Special Olympics


~Special Olympics Mission~

"The mission of Special Olympics is to provide year-round sports training and athletic competition in a variety of Olympic-type sports for children and adults with intellectual disabilities, giving them continuing opportunities to develop physical fitness, demonstrate courage, experience joy and participate in a sharing of gifts, skills and friendship with their families, other Special Olympics athletes and the community."

(Special Olympics, 2023)

Eunice Kennedy Shriver was the founder of Camp Shriver, a place with people with intellectual disabilities could feel included and participate in sports/activities, in the early 1960s at her Maryland farm, Timberlawn. Soon, everyone including the young camp counselors realized that these children were not difficult nor unteachable, but all they wanted to do was simply have fun (Special Olympics). Individuals with disabilities were tremendously being mistreated during the 1960s, being sent to institutions and not being able to leave their houses: something had to change. Then, on July 20, 1968, in Chicago, Illinois, the first Special Olympics International Summer Games were held and joined by about 1,000 participating athletes with intellectual disabilities from USA and Canada. Their goal for the event was to focus on ability rather than disability and established the name Special Olympics (Levin, 2022).

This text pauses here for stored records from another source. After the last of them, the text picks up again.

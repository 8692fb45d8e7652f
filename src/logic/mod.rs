//! Logic Module - Scoring Engines & Ledger
//!
//! Chứa các engines xử lý: Behavior Scorer, Transaction Scorer, Fraud Ledger.
//!
//! ## Structure
//! - `hashing` - One-way digest utility (anonymization)
//! - `behavior/` - Behavioral intent scoring (typing, mouse, navigation)
//! - `transaction/` - Transaction risk scoring (amount, type, location, ...)
//! - `ledger/` - Shared fraud-intelligence ledger + durable-store sync

pub mod hashing;

pub mod behavior;
pub mod transaction;
pub mod ledger;
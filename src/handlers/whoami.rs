use axum::{
    extract::{Extension, State},
    response::Json,
};
use serde_json::{json, Value};

use crate::authz::AuthzStore;
use crate::database::Database;
use crate::error::ApiError;
use crate::middleware::auth::AuthUser;

/// GET /api/auth/whoami
///
/// The verified token subject, plus the stored identity when the subject
/// maps to a user. A valid token for a subject we have never stored is
/// reported rather than rejected; such users are simply denied everywhere.
pub async fn whoami(
    State(db): State<Database>,
    Extension(user): Extension<AuthUser>,
) -> Result<Json<Value>, ApiError> {
    let snapshot = db.load_snapshot(&user.auth0_id).await?;

    let body = match snapshot {
        Some(snapshot) => json!({
            "sub": user.auth0_id,
            "registered": true,
            "user_id": snapshot.user.id,
            "organization_id": snapshot.user.organization_id,
            "permission_count": snapshot.permissions.len(),
        }),
        None => json!({
            "sub": user.auth0_id,
            "registered": false,
        }),
    };

    Ok(Json(body))
}
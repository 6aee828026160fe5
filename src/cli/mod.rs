pub mod commands;

use clap::{Parser, Subcommand};

#[derive(Parser)]
#[command(name = "arbiter")]
#[command(about = "Arbiter CLI - operator tools for the authorization service")]
#[command(version)]
pub struct Cli {
    #[arg(long, global = true, help = "Output in JSON format")]
    pub json: bool,

    #[command(subcommand)]
    pub command: Commands,
}

#[derive(Subcommand)]
pub enum Commands {
    #[command(about = "Evaluate whether a user may perform an action on an object")]
    Check {
        #[arg(help = "Identity-provider subject, e.g. auth0|abc123")]
        user: String,
        #[arg(help = "Object UUID")]
        object_id: String,
        #[arg(help = "Action: create, read, update, delete")]
        action: String,
    },

    #[command(about = "Evaluate whether a user may create objects of a type")]
    CanCreate {
        #[arg(help = "Identity-provider subject")]
        user: String,
        #[arg(help = "Object type, e.g. forecasts")]
        object_type: String,
    },

    #[command(about = "List the object ids of a type the user may read")]
    ListRead {
        #[arg(help = "Identity-provider subject")]
        user: String,
        #[arg(help = "Object type, e.g. forecasts")]
        object_type: String,
    },

    #[command(about = "Mint a development JWT for a subject (requires JWT_SECRET)")]
    Token {
        #[arg(help = "Identity-provider subject to embed as the token subject")]
        sub: String,
    },

    #[command(about = "Ping a running service over HTTP")]
    Health {
        #[arg(long, default_value = "http://127.0.0.1:3000", help = "Service base URL")]
        url: String,
    },
}

#[derive(Debug, Clone, Copy, PartialEq, Eq)]
pub enum OutputFormat {
    Text,
    Json,
}

impl OutputFormat {
    pub fn from_cli(cli: &Cli) -> Self {
        if cli.json {
            OutputFormat::Json
        } else {
            OutputFormat::Text
        }
    }
}

pub async fn run(cli: Cli) -> anyhow::Result<()> {
    let output_format = OutputFormat::from_cli(&cli);

    match cli.command {
        Commands::Check {
            user,
            object_id,
            action,
        } => commands::check::check(user, object_id, action, output_format).await,
        Commands::CanCreate { user, object_type } => {
            commands::check::can_create(user, object_type, output_format).await
        }
        Commands::ListRead { user, object_type } => {
            commands::check::list_read(user, object_type, output_format).await
        }
        Commands::Token { sub } => commands::token::handle(sub, output_format),
        Commands::Health { url } => commands::health::handle(url, output_format).await,
    }
}
use once_cell::sync::Lazy;
use serde::{Deserialize, Serialize};
use std::env;

#[derive(Debug, Clone, Serialize, Deserialize)]
pub struct AppConfig {
    pub environment: Environment,
    pub database: DatabaseConfig,
    pub api: ApiConfig,
    pub security: SecurityConfig,
}

#[derive(Debug, Clone, Serialize, Deserialize)]
pub enum Environment {
    Development,
    Staging,
    Production,
}

#[derive(Debug, Clone, Serialize, Deserialize)]
pub struct DatabaseConfig {
    pub max_connections: u32,
    pub connection_timeout: u64,
}

#[derive(Debug, Clone, Serialize, Deserialize)]
pub struct ApiConfig {
    pub enable_request_logging: bool,
}

#[derive(Debug, Clone, Serialize, Deserialize)]
pub struct SecurityConfig {
    pub enable_cors: bool,
    pub cors_origins: Vec<String>,
    pub jwt_secret: String,
    pub jwt_audience: String,
    pub jwt_issuer: String,
    pub jwt_expiry_hours: u64,
}

impl AppConfig {
    pub fn from_env() -> Self {
        let environment = match env::var("APP_ENV").as_deref() {
            Ok("production") | Ok("prod") => Environment::Production,
            Ok("staging") | Ok("stage") => Environment::Staging,
            _ => Environment::Development,
        };

        // Set defaults based on environment, then override with specific env vars
        match environment {
            Environment::Production => Self::production(),
            Environment::Staging => Self::staging(),
            Environment::Development => Self::development(),
        }
        .with_env_overrides()
    }

    fn with_env_overrides(mut self) -> Self {
        // Database overrides
        if let Ok(v) = env::var("DATABASE_MAX_CONNECTIONS") {
            self.database.max_connections = v.parse().unwrap_or(self.database.max_connections);
        }
        if let Ok(v) = env::var("DATABASE_CONNECTION_TIMEOUT") {
            self.database.connection_timeout = v.parse().unwrap_or(self.database.connection_timeout);
        }

        // API overrides
        if let Ok(v) = env::var("API_ENABLE_REQUEST_LOGGING") {
            self.api.enable_request_logging = v.parse().unwrap_or(self.api.enable_request_logging);
        }

        // Security overrides
        if let Ok(v) = env::var("SECURITY_ENABLE_CORS") {
            self.security.enable_cors = v.parse().unwrap_or(self.security.enable_cors);
        }
        if let Ok(v) = env::var("SECURITY_CORS_ORIGINS") {
            self.security.cors_origins = v.split(',').map(|s| s.trim().to_string()).collect();
        }
        if let Ok(v) = env::var("JWT_SECRET") {
            self.security.jwt_secret = v;
        }
        if let Ok(v) = env::var("JWT_AUDIENCE") {
            self.security.jwt_audience = v;
        }
        if let Ok(v) = env::var("JWT_ISSUER") {
            self.security.jwt_issuer = v;
        }
        if let Ok(v) = env::var("SECURITY_JWT_EXPIRY_HOURS") {
            self.security.jwt_expiry_hours = v.parse().unwrap_or(self.security.jwt_expiry_hours);
        }

        self
    }

    fn development() -> Self {
        Self {
            environment: Environment::Development,
            database: DatabaseConfig {
                max_connections: 10,
                connection_timeout: 30,
            },
            api: ApiConfig {
                enable_request_logging: true,
            },
            security: SecurityConfig {
                enable_cors: true,
                cors_origins: vec![
                    "http://localhost:3000".to_string(),
                    "http://localhost:5173".to_string(),
                ],
                jwt_secret: String::new(),
                jwt_audience: "arbiter-api".to_string(),
                jwt_issuer: "https://arbiter.localhost/".to_string(),
                jwt_expiry_hours: 24 * 7, // 1 week
            },
        }
    }

    fn staging() -> Self {
        Self {
            environment: Environment::Staging,
            database: DatabaseConfig {
                max_connections: 20,
                connection_timeout: 10,
            },
            api: ApiConfig {
                enable_request_logging: true,
            },
            security: SecurityConfig {
                enable_cors: true,
                cors_origins: vec!["https://staging.solarforecastarbiter.org".to_string()],
                jwt_secret: String::new(),
                jwt_audience: "arbiter-api".to_string(),
                jwt_issuer: "https://solarforecastarbiter.auth0.com/".to_string(),
                jwt_expiry_hours: 24,
            },
        }
    }

    fn production() -> Self {
        Self {
            environment: Environment::Production,
            database: DatabaseConfig {
                max_connections: 50,
                connection_timeout: 5,
            },
            api: ApiConfig {
                enable_request_logging: false,
            },
            security: SecurityConfig {
                enable_cors: true,
                cors_origins: vec!["https://dashboard.solarforecastarbiter.org".to_string()],
                jwt_secret: String::new(),
                jwt_audience: "arbiter-api".to_string(),
                jwt_issuer: "https://solarforecastarbiter.auth0.com/".to_string(),
                jwt_expiry_hours: 4,
            },
        }
    }
}

// Global singleton config - initialized once at startup
pub static CONFIG: Lazy<AppConfig> = Lazy::new(AppConfig::from_env);

// Convenience function for accessing config
pub fn config() -> &'static AppConfig {
    &CONFIG
}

Eunice Kennedy Shriver: Champion for Change (U.S. National Park Service)

The Special Olympics were designed for individuals with intellectual disabilities to practice and compete against others with alike disabilities where they can be themselves and have fun with their friends and family. Whereas, on the other hand, the Paralympic Games are for individuals with more physical disabilities who train and compete for their country. I think that both of these specific Olympics Games have something special being their own games and therefore I do think that the Special Olympics should remain separate from the Paralympics.

Although the Paralympics is for people with disabilities, I believe that both the Paralympics and Special Olympics hold a special place in different hearts and were made for their own reasons. I think that everyone should be able to play against others that struggle with the same disability so that they all feel equal and there is no harder competition than themselves. I believe that people with intellectual disabilities should play against others like them so that there is no feeling of exclusion or unfairness if they were to compete against someone with a physical disability and vice versa. A major reason is classification and if those with intellectual disabilities do not meet the requirements for a class or the Paralympics does not have their class, then people can be disappointed or feel left out. It is a tough situation when there are angry parents just trying to do what's right for their kids.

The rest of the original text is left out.